(Aim of the exercise)
Copy verbatim the block of lines in the entries below whose first line contains "filename connect4-cli/src/main.rs" and whose last line contains "mod benchmark;". Leave out all other lines.

*** Supplied information ***

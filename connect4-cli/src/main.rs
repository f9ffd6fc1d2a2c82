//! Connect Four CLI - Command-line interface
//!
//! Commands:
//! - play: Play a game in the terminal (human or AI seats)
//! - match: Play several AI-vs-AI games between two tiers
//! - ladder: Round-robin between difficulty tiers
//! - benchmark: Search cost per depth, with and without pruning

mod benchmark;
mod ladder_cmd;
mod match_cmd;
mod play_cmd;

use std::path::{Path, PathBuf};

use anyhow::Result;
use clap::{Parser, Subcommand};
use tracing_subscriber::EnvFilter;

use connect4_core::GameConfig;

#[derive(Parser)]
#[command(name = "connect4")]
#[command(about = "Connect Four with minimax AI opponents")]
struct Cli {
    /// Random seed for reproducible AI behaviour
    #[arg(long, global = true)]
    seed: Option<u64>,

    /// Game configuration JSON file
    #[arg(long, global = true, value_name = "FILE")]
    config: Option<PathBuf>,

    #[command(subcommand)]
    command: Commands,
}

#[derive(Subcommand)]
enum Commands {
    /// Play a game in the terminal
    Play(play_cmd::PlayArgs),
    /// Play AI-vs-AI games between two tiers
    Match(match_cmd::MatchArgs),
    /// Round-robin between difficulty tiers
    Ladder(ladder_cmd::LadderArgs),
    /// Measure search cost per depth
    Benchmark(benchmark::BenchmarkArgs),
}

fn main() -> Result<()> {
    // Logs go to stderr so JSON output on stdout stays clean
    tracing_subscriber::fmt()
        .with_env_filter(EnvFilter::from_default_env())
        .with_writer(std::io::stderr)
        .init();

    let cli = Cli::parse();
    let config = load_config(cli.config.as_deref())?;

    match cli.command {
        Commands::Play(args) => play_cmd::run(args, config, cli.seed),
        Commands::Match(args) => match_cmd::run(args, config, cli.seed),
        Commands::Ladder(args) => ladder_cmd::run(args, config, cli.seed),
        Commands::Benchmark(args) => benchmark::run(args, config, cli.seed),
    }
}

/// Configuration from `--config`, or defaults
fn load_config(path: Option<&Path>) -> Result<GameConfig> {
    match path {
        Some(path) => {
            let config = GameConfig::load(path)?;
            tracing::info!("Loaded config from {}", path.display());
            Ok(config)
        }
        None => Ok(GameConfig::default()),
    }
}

*** End of Supplied information ***
*** Supplied information ***

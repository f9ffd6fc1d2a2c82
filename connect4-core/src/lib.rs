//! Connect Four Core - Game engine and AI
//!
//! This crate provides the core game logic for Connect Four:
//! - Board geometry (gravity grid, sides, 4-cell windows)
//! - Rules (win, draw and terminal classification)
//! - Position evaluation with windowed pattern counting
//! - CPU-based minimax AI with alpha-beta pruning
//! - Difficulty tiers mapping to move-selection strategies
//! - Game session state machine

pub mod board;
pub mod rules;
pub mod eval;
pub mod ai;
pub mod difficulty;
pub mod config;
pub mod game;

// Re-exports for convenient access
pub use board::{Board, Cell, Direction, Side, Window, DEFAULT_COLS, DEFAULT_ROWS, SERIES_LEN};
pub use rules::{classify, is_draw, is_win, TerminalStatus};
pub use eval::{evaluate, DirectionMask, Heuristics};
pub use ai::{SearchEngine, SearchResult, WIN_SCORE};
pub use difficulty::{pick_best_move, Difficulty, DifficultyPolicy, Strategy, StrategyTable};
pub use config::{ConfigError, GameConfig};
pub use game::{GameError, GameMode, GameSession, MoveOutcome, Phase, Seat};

*** End of Supplied information ***

(Solution to the problem)
filename connect4-cli/src/main.rs
repository f9ffd6fc1d2a2c82
//! Connect Four CLI - Command-line interface
//!
//! Commands:
//! - play: Play a game in the terminal (human or AI seats)
//! - match: Play several AI-vs-AI games between two tiers
//! - ladder: Round-robin between difficulty tiers
//! - benchmark: Search cost per depth, with and without pruning

mod benchmark;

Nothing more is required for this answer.